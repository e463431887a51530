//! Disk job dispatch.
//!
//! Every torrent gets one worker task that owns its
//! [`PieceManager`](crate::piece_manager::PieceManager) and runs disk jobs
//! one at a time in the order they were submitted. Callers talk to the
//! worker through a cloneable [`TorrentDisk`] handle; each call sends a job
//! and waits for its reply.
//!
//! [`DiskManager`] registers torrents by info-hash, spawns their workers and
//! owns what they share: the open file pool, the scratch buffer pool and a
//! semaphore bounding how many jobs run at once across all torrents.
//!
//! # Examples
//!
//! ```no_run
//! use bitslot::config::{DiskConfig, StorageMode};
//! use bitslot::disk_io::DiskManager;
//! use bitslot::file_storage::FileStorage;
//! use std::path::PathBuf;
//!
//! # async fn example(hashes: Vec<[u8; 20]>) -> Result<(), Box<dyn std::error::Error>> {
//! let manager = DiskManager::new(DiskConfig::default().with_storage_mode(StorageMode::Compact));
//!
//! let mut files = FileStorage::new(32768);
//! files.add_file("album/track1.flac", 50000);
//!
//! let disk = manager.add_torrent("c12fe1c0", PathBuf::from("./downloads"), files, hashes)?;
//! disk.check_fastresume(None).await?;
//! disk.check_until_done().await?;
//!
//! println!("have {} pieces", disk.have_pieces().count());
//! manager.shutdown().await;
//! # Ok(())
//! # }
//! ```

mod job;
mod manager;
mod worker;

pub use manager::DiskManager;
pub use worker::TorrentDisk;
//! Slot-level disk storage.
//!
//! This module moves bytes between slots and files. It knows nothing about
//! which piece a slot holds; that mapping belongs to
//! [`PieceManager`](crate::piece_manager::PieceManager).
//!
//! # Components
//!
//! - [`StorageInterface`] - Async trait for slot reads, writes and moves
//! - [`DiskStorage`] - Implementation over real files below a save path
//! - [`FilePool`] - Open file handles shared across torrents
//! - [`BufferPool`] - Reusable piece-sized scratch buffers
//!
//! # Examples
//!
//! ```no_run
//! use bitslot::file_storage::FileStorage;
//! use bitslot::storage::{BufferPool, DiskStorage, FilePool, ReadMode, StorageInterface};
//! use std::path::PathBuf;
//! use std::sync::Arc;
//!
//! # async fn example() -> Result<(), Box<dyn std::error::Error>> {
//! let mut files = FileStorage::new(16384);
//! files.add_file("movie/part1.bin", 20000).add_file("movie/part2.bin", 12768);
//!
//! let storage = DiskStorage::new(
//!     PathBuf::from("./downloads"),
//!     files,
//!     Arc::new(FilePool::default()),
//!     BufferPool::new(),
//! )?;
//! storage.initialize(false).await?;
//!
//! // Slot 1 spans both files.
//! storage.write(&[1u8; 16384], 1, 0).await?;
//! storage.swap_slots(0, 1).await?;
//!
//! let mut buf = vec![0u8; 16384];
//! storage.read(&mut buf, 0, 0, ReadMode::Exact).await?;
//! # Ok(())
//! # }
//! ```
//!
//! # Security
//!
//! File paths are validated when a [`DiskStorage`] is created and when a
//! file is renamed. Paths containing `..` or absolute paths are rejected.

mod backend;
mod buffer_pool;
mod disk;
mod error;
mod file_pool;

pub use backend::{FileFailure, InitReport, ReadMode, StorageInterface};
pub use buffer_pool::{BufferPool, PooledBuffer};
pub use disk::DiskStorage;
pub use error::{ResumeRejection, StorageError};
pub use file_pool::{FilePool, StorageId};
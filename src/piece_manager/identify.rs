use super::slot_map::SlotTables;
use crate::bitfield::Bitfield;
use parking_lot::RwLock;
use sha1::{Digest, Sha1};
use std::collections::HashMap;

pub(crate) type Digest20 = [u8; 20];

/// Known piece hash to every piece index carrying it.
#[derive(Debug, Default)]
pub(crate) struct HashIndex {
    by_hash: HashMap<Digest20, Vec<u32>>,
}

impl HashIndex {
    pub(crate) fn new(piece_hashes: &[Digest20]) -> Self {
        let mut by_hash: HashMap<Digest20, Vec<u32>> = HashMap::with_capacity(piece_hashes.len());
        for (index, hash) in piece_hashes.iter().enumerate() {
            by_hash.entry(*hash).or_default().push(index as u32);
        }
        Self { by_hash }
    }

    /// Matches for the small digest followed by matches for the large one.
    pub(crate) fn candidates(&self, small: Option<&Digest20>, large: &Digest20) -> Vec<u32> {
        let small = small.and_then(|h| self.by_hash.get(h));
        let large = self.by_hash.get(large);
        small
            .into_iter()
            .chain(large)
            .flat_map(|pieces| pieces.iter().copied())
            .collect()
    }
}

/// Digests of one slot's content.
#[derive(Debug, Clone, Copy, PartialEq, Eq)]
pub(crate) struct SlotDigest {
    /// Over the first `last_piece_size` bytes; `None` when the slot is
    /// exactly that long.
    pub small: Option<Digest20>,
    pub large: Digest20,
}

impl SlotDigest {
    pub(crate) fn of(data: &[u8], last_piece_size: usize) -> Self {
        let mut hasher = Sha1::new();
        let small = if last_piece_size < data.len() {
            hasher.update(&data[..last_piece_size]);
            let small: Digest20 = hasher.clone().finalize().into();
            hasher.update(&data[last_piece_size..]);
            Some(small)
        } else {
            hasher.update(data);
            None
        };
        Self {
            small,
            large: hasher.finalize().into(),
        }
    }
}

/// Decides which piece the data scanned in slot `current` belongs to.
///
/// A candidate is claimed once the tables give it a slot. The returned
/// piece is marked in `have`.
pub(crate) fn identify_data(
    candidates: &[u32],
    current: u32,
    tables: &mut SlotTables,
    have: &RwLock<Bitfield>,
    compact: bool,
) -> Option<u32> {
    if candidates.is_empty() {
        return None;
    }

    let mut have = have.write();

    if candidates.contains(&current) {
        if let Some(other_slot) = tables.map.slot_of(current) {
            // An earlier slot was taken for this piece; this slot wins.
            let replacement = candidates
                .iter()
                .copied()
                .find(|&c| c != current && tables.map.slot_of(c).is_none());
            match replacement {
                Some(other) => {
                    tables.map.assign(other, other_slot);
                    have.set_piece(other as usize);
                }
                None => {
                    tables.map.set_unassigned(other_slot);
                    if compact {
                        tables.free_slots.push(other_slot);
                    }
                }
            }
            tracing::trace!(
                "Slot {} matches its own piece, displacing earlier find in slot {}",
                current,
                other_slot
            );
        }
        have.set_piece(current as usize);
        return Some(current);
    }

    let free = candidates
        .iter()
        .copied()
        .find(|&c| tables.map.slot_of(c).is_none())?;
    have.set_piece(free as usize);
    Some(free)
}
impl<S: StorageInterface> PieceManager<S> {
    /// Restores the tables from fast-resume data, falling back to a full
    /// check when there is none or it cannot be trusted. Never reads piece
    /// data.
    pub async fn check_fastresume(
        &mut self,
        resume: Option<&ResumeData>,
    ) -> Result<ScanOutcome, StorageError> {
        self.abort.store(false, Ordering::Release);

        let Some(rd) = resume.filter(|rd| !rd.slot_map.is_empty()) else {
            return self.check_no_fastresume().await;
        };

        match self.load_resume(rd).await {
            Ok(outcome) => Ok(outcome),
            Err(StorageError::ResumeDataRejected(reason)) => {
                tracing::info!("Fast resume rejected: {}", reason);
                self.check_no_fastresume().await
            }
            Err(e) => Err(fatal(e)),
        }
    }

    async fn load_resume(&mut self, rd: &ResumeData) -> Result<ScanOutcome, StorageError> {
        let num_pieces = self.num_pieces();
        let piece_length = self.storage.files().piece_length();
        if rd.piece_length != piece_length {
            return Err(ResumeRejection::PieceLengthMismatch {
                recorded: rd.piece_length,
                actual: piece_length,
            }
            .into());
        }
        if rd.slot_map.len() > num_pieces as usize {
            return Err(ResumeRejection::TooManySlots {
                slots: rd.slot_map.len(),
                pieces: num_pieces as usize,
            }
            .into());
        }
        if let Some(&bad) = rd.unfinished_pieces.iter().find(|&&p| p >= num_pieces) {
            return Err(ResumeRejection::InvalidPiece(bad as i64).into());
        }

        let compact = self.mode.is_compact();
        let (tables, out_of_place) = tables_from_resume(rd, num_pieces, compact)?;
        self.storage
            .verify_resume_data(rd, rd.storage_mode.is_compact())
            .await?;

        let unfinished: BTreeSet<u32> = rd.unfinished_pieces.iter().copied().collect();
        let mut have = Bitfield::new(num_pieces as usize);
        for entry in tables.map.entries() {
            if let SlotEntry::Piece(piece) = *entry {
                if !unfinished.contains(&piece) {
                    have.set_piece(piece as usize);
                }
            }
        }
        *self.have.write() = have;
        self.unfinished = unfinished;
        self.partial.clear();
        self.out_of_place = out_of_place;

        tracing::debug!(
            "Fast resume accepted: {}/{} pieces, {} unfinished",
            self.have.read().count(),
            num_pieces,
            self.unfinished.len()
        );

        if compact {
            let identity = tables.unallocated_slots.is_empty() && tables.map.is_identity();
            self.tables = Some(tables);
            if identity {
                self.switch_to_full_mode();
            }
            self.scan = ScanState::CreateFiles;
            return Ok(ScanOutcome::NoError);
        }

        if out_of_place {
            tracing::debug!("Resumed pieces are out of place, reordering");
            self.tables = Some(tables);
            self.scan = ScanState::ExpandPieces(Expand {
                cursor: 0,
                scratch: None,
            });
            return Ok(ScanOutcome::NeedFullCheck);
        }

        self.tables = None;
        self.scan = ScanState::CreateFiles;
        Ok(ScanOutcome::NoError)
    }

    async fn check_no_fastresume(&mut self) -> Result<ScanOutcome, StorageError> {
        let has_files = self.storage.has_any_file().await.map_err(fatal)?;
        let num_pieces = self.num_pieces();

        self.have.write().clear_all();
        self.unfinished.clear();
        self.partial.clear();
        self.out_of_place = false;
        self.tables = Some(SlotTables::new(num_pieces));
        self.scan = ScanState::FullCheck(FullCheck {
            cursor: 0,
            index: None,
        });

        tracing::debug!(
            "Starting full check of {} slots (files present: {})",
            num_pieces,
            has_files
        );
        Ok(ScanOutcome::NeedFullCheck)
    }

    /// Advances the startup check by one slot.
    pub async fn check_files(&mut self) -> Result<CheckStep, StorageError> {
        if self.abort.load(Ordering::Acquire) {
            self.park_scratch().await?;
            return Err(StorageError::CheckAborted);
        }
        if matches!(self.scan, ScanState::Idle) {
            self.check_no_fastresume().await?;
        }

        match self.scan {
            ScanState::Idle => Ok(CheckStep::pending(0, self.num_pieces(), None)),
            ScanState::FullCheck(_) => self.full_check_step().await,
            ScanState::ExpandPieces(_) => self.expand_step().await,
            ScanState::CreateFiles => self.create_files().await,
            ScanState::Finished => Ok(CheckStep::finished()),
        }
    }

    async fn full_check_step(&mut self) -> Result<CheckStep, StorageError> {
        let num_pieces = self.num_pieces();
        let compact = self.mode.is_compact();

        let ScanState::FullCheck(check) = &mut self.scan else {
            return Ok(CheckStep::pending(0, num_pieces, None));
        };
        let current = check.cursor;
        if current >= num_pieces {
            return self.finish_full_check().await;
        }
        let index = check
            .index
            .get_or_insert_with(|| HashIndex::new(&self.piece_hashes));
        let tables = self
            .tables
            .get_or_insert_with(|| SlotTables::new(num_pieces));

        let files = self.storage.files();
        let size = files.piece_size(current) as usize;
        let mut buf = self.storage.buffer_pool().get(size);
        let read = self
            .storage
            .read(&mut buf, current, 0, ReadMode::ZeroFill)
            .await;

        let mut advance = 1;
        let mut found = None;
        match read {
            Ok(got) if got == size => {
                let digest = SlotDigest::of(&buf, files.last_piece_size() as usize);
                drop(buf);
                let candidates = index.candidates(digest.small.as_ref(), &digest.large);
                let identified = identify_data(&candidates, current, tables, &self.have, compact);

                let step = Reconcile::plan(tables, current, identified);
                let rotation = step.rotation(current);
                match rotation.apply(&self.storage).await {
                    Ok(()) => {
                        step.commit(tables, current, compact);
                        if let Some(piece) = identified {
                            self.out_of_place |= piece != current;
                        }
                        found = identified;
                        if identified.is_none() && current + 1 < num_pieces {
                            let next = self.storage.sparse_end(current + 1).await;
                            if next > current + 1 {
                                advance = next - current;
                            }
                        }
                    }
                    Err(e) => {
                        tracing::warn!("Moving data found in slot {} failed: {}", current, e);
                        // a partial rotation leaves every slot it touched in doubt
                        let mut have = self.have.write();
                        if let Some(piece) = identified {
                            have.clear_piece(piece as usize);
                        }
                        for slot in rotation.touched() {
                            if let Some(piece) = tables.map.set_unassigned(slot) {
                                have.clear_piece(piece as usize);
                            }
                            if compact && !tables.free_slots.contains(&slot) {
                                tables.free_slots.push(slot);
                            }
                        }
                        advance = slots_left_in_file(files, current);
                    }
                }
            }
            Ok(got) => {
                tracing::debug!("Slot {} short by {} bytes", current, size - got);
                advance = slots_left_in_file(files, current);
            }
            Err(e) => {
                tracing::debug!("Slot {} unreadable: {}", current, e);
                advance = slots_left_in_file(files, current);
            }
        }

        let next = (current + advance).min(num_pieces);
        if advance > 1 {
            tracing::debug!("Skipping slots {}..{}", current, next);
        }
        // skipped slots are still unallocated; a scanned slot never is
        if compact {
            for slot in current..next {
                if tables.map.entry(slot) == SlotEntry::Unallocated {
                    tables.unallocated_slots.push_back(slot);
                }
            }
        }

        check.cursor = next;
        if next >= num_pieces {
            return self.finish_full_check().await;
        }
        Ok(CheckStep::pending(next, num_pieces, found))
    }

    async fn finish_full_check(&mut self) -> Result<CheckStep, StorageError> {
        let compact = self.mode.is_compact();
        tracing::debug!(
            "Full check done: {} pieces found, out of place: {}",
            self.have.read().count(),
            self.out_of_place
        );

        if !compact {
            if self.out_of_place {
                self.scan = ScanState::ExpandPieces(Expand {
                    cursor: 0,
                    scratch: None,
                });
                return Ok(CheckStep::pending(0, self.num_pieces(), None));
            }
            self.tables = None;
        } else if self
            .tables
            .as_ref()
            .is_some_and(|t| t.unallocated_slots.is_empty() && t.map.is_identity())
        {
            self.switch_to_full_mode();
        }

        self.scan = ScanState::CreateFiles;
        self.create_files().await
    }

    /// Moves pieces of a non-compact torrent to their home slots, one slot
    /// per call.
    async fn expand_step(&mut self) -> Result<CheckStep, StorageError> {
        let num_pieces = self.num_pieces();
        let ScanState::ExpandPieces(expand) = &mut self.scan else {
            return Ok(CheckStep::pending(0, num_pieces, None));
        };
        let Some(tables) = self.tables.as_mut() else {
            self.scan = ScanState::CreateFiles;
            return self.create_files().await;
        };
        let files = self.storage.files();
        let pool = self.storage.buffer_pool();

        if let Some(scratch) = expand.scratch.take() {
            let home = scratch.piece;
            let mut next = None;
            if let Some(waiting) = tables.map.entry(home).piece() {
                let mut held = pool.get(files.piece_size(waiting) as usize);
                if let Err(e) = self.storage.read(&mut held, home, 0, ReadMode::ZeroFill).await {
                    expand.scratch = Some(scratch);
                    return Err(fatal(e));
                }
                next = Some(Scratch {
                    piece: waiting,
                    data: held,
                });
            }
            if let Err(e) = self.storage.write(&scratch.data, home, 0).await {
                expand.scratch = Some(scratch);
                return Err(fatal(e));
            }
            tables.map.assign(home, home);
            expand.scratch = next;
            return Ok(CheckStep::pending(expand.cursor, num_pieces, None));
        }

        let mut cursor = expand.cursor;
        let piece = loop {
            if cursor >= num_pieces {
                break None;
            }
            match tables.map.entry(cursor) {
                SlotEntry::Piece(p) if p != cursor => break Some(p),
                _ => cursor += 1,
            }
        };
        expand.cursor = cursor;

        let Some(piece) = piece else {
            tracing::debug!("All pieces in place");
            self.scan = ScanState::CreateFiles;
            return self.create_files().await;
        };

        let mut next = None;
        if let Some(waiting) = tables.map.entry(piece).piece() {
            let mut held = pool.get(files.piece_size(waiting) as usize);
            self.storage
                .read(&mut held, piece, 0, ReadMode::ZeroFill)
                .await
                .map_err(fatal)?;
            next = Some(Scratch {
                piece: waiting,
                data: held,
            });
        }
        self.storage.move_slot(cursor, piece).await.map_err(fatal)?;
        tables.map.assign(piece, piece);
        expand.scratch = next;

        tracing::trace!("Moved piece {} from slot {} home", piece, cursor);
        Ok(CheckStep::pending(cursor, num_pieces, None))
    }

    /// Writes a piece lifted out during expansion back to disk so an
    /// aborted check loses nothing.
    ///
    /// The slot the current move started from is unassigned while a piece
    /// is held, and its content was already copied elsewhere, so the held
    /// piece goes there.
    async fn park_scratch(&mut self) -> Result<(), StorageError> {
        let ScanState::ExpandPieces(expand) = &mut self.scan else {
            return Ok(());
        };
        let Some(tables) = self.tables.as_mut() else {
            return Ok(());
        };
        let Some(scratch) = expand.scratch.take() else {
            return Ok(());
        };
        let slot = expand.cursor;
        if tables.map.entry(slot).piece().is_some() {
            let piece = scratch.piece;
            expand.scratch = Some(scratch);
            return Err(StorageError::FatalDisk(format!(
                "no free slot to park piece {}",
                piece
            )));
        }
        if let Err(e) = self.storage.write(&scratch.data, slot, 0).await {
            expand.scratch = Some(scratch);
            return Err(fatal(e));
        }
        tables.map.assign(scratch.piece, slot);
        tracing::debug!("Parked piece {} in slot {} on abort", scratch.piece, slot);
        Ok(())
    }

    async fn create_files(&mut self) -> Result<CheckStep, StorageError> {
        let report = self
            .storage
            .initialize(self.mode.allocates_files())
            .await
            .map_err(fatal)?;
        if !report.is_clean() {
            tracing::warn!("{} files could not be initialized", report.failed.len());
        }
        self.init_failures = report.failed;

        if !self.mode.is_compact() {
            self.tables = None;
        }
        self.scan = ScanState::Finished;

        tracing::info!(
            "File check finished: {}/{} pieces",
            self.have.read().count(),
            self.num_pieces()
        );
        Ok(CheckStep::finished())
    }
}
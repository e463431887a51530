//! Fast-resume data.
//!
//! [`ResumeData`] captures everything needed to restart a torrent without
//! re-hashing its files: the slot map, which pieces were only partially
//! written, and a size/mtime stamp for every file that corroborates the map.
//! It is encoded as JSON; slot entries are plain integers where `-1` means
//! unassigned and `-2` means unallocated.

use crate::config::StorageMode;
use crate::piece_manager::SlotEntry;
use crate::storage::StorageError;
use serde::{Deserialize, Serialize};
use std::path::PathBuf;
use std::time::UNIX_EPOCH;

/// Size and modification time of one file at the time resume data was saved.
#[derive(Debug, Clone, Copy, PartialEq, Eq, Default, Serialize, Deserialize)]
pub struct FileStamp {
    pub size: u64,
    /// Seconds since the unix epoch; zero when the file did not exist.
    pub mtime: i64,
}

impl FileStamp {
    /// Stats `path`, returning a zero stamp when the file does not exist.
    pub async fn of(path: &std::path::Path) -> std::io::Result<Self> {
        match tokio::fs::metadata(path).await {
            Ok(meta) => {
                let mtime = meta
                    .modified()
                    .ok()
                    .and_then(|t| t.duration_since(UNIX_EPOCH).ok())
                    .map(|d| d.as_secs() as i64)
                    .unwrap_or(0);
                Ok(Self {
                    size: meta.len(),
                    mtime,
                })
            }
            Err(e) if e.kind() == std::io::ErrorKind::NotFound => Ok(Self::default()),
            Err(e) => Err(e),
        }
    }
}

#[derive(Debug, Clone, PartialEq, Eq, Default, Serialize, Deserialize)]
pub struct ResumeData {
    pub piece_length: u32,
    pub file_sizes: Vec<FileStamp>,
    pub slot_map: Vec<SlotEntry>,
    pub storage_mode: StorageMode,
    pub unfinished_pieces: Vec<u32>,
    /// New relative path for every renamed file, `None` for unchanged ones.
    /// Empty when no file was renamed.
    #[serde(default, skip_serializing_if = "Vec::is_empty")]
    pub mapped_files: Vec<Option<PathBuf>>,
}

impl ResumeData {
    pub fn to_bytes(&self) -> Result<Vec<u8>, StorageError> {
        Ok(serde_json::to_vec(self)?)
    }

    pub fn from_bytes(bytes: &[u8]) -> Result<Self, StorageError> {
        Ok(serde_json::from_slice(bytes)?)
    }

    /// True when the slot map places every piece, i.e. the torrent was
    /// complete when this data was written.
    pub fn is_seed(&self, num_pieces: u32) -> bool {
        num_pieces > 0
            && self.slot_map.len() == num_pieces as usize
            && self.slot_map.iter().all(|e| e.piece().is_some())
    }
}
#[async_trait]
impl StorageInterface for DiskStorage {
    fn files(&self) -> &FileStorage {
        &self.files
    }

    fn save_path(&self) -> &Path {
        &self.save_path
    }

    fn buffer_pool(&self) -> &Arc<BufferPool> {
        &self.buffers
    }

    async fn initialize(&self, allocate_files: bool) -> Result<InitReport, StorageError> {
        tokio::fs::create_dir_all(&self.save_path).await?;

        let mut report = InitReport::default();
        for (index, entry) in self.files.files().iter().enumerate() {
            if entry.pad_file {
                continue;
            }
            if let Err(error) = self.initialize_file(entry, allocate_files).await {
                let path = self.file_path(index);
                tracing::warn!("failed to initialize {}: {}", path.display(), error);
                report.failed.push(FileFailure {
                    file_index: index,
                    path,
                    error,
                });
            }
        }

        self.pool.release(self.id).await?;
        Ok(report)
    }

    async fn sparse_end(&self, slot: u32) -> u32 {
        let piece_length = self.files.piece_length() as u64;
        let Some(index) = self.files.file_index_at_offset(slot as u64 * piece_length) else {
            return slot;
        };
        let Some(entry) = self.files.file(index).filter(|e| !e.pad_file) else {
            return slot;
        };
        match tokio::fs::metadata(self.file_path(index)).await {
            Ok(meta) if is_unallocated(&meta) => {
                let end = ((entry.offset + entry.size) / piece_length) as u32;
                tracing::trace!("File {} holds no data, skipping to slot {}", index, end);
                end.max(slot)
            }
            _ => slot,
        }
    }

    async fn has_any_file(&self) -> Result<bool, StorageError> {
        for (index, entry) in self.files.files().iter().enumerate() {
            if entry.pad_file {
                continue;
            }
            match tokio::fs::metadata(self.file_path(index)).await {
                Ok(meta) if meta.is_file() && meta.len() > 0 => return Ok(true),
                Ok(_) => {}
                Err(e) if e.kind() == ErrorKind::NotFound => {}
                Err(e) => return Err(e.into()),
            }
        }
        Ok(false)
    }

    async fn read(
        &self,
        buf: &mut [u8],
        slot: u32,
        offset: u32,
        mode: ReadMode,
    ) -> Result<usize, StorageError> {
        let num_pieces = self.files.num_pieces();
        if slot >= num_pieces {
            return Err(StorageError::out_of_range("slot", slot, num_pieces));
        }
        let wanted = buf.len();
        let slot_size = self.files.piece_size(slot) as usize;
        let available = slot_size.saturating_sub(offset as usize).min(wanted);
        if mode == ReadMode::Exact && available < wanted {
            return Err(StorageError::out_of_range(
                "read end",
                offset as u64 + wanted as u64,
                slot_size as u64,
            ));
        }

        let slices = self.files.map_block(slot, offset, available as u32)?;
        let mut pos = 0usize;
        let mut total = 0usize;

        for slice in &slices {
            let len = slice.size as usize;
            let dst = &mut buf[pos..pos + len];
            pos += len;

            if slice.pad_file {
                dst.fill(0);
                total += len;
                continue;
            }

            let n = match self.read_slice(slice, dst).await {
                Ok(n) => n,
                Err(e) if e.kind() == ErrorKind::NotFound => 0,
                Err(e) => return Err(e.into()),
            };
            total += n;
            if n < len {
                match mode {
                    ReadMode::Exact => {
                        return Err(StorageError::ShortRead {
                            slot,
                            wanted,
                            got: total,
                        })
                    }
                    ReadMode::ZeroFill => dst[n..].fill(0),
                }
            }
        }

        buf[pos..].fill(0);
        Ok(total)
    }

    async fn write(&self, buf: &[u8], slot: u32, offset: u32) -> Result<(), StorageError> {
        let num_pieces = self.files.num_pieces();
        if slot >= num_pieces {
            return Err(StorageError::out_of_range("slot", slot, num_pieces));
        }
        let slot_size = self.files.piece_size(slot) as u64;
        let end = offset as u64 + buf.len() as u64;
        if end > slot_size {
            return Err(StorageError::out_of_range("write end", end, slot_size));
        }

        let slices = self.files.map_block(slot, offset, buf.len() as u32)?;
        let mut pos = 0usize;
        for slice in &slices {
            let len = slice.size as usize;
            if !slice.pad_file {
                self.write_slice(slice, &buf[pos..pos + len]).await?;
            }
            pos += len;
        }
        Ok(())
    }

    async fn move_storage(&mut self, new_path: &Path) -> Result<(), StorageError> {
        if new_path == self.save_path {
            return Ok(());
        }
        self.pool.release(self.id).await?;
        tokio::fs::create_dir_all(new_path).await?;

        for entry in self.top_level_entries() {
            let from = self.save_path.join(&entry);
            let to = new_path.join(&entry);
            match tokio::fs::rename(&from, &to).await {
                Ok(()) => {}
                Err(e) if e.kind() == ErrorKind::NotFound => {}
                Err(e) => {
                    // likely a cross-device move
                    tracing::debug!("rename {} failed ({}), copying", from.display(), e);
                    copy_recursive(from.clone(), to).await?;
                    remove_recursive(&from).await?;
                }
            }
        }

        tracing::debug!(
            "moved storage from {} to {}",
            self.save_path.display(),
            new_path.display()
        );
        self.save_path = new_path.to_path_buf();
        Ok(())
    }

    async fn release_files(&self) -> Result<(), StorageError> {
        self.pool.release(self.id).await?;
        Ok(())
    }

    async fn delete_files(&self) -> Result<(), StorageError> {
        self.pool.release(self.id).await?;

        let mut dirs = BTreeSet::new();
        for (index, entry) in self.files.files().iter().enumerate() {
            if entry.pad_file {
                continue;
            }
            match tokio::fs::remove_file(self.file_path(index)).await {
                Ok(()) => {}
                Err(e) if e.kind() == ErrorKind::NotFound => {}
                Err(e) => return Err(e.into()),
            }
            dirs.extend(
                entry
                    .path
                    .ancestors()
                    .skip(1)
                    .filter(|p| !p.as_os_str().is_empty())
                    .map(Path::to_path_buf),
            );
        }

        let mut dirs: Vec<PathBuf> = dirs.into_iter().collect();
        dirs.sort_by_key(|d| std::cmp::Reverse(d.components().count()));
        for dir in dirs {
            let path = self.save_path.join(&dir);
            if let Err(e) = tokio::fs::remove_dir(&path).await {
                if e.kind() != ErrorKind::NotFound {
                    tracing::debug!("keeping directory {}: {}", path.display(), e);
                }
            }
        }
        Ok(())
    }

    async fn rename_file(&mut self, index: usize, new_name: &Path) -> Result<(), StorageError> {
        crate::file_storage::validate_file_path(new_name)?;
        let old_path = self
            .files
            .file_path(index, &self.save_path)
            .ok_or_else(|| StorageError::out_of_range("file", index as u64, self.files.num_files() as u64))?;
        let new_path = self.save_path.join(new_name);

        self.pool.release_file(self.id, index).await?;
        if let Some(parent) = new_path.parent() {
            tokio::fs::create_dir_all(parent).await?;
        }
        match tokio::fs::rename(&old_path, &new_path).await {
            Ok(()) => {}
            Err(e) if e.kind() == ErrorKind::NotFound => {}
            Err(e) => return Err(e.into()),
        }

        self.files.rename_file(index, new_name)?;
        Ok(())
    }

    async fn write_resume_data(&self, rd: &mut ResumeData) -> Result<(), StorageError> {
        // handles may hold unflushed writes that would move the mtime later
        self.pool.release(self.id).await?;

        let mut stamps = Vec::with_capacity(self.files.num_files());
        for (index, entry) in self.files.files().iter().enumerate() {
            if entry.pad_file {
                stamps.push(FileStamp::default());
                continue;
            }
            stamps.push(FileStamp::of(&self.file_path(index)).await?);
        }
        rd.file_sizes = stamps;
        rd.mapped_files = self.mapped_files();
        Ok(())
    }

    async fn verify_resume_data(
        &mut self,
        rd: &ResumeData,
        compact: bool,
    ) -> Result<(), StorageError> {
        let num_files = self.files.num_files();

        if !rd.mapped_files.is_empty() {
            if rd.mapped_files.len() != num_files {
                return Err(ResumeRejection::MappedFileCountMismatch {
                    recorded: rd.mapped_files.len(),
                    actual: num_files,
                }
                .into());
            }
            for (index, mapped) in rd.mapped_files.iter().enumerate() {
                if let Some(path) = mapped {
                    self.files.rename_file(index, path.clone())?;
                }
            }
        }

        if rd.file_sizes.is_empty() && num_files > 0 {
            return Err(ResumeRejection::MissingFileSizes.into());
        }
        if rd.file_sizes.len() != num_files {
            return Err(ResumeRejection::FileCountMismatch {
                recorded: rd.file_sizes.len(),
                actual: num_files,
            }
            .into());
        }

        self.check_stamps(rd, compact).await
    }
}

**Work instructions:**
Only lines that contain "large" are needed, so copy each of them from the data.

**Response to the task:**
    /// Matches for the small digest followed by matches for the large one.
    pub(crate) fn candidates(&self, small: Option<&Digest20>, large: &Digest20) -> Vec<u32> {
        let large = self.by_hash.get(large);
            .chain(large)
    pub large: Digest20,
            large: hasher.finalize().into(),
                let candidates = index.candidates(digest.small.as_ref(), &digest.large);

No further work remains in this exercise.